The craniocervical junction refers to the transitional zone between the cranial base and the upper cervical spine. Owing to the complexity of this area, almost all stabilization techniques are traditionally limited. However, C1 lateral mass – C2 pedicle screw fixation is gaining popularity in handling the atlantoaxial instability.
Patients and methods
This study included patients with craniocervical instability admitted to the Departments of Neurosurgery at Menoufia University and Nasser Institute during the period from May 2016 to April 2018 (almost 2 years) with a follow-up period up to 6 months. Participants were treated during the study period by C1 lateral mass and C2 pedicle screws.
A total of nine cases were included, comprising 67% males and 33% females. Quadriparesis was the common presentation in 45% of patients, followed by those with neck pain or paresthesia. The mean operative time was ∼160 min. Of nine patients, three experienced mild complications, without mortality or morbidity, such as numbness, dural tear, and wound infection.
C1 lateral mass and C2 pedicle screw procedure is safe and provides reasonably efficient results for correcting atlantoaxial instability cases, with minimal adverse effects.

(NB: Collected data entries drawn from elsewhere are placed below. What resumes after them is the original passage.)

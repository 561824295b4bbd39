pub mod app;
pub mod ui;

use std::time::Instant;
use std::io;

use chrono::Local;
use crossterm::{
    event::{self, DisableMouseCapture, EnableMouseCapture, Event, KeyCode, KeyEventKind},
    execute,
    terminal::{disable_raw_mode, enable_raw_mode, EnterAlternateScreen, LeaveAlternateScreen},
};
use log::{error, info};
use ratatui::{
    backend::{Backend, CrosstermBackend},
    Terminal,
};

use crate::config::REMINDER_SCAN_INTERVAL;
use crate::manager::TaskManager;
use crate::storage::TaskStore;
use app::{App, InputMode};
use ui::ui;

pub fn run_tui<S: TaskStore>(manager: TaskManager<S>) -> io::Result<()> {
    // Setup terminal
    enable_raw_mode()?;
    let mut stdout = io::stdout();
    execute!(stdout, EnterAlternateScreen, EnableMouseCapture)?;
    let backend = CrosstermBackend::new(stdout);
    let mut terminal = Terminal::new(backend)?;

    let mut app = App::new(manager);
    info!("event=tui_start module=tui status=ok tasks={}", app.manager.len());

    let res = run_app(&mut terminal, &mut app);

    // Restore terminal
    disable_raw_mode()?;
    execute!(
        terminal.backend_mut(),
        LeaveAlternateScreen,
        DisableMouseCapture
    )?;
    terminal.show_cursor()?;

    if let Err(err) = res {
        error!("event=tui_exit module=tui status=error error={}", err);
        return Err(err);
    }
    Ok(())
}

/// Event loop. Input is polled with a timeout so the reminder scan runs
/// every [`REMINDER_SCAN_INTERVAL`] on this same thread, between key presses.
fn run_app<B: Backend, S: TaskStore>(terminal: &mut Terminal<B>, app: &mut App<S>) -> io::Result<()> {
    let mut last_scan = Instant::now();
    loop {
        terminal.draw(|f| ui(f, app, Local::now().naive_local()))?;

        let timeout = REMINDER_SCAN_INTERVAL.saturating_sub(last_scan.elapsed());
        if event::poll(timeout)? {
            if let Event::Key(key) = event::read()? {
                if key.kind != KeyEventKind::Press {
                    continue;
                }
                if !app.popups.is_empty() {
                    if matches!(key.code, KeyCode::Enter | KeyCode::Esc | KeyCode::Char(' ')) {
                        app.dismiss_popup();
                    }
                    continue;
                }
                match app.input_mode {
                    InputMode::Normal => match key.code {
                        KeyCode::Char('q') => return Ok(()),
                        KeyCode::Down | KeyCode::Char('j') => app.next(),
                        KeyCode::Up | KeyCode::Char('k') => app.previous(),
                        KeyCode::Char(' ') => app.complete_selected(),
                        KeyCode::Char('d') | KeyCode::Delete => app.delete_selected(),
                        KeyCode::Char('a') => app.start_add(),
                        KeyCode::Char('/') => app.start_search(),
                        KeyCode::Char('p') => app.sort_by_priority(),
                        KeyCode::Char('t') => app.sort_by_deadline(),
                        KeyCode::Char('?') => app.show_about(),
                        _ => {}
                    },
                    InputMode::Adding | InputMode::Searching => match key.code {
                        KeyCode::Enter => app.handle_input(Local::now().naive_local()),
                        KeyCode::Esc => app.cancel_input(),
                        KeyCode::Char(c) => app.push_char(c),
                        KeyCode::Backspace => app.pop_char(),
                        _ => {}
                    },
                }
            }
        }

        if last_scan.elapsed() >= REMINDER_SCAN_INTERVAL {
            app.scan_reminders(Local::now().naive_local());
            last_scan = Instant::now();
        }
    }
}
// Command-line interface definition.

use clap::{Parser, Subcommand, ValueEnum};

use sevens_core::category::{ALL, DEFAULT_TIERED_GENDER};

#[derive(Debug, Parser)]
#[command(name = "sevens")]
#[command(about = "Standings, fixtures and admin access for the Try It Sevens tournament", long_about = None)]
#[command(version)]
pub struct Cli {
    /// Use the built-in demo data instead of Supabase
    #[arg(long, global = true)]
    pub demo: bool,

    #[command(subcommand)]
    pub command: Command,
}

#[derive(Debug, Subcommand)]
pub enum Command {
    /// Show the ranked standings table of a category
    Standings {
        /// Gender group (e.g. Male, Ladies, Juniors)
        #[arg(short, long, default_value = DEFAULT_TIERED_GENDER)]
        gender: String,

        /// Tier of the tiered group, or All
        #[arg(short = 't', long = "type", default_value = ALL)]
        category_type: String,

        /// Output format
        #[arg(short, long, value_enum, default_value_t = OutputFormat::Table)]
        format: OutputFormat,
    },

    /// List games in kickoff order
    Fixtures {
        /// Gender group, or All
        #[arg(short, long, default_value = ALL)]
        gender: String,

        /// Tier of the tiered group, or All
        #[arg(short = 't', long = "type", default_value = ALL)]
        category_type: String,
    },

    /// Sign in and remember the user
    Login {
        username: String,

        #[arg(short, long)]
        password: String,
    },

    /// Forget the signed-in user
    Logout,

    /// Show the signed-in user and their access level
    Whoami,

    /// Check whether the signed-in user may open an admin page
    Access {
        /// Page path, e.g. /admin/games
        path: String,
    },
}

#[derive(Debug, Clone, Copy, PartialEq, Eq, ValueEnum)]
pub enum OutputFormat {
    Table,
    Csv,
}
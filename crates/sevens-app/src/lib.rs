// Command-line front end for the Try It Sevens league data.

pub mod cli;
pub mod commands;
pub mod render;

Keywords: atlantoaxial, lateral mass, pedicle, screw and instability

How to cite this article:
Elnagar MA, Hanafy AM, Ayoub BM, El-Kader HE, Sheha AF, Elnaggar AG. Managing atlantoaxial instability by posterior fusion using C1 lateral mass and C2 pedicle screws. Menoufia Med J 2020;33:1399-404

How to cite this URL:
Elnagar MA, Hanafy AM, Ayoub BM, El-Kader HE, Sheha AF, Elnaggar AG. Managing atlantoaxial instability by posterior fusion using C1 lateral mass and C2 pedicle screws. Menoufia Med J [serial online] 2020 [cited 2021 Apr 19];33:1399-404. Available from: http://www.mmj.eg.net/text.asp?2020/33/4/1399/304519

  Introduction Top

The craniocervical junction (CCJ) refers to the transitional zone between the cranial base and the upper cervical spine[1]. In terms of their anatomical and functional differences, C1 and C2 vertebrae are unique among all the other 33 vertebrae. Furthermore, C1 does not have a real corpus and spinous process, whereas the lack of a disc space between C1 and C2 and that C2 has an odontoid process subsequently lead to a complicated ligament structure[2].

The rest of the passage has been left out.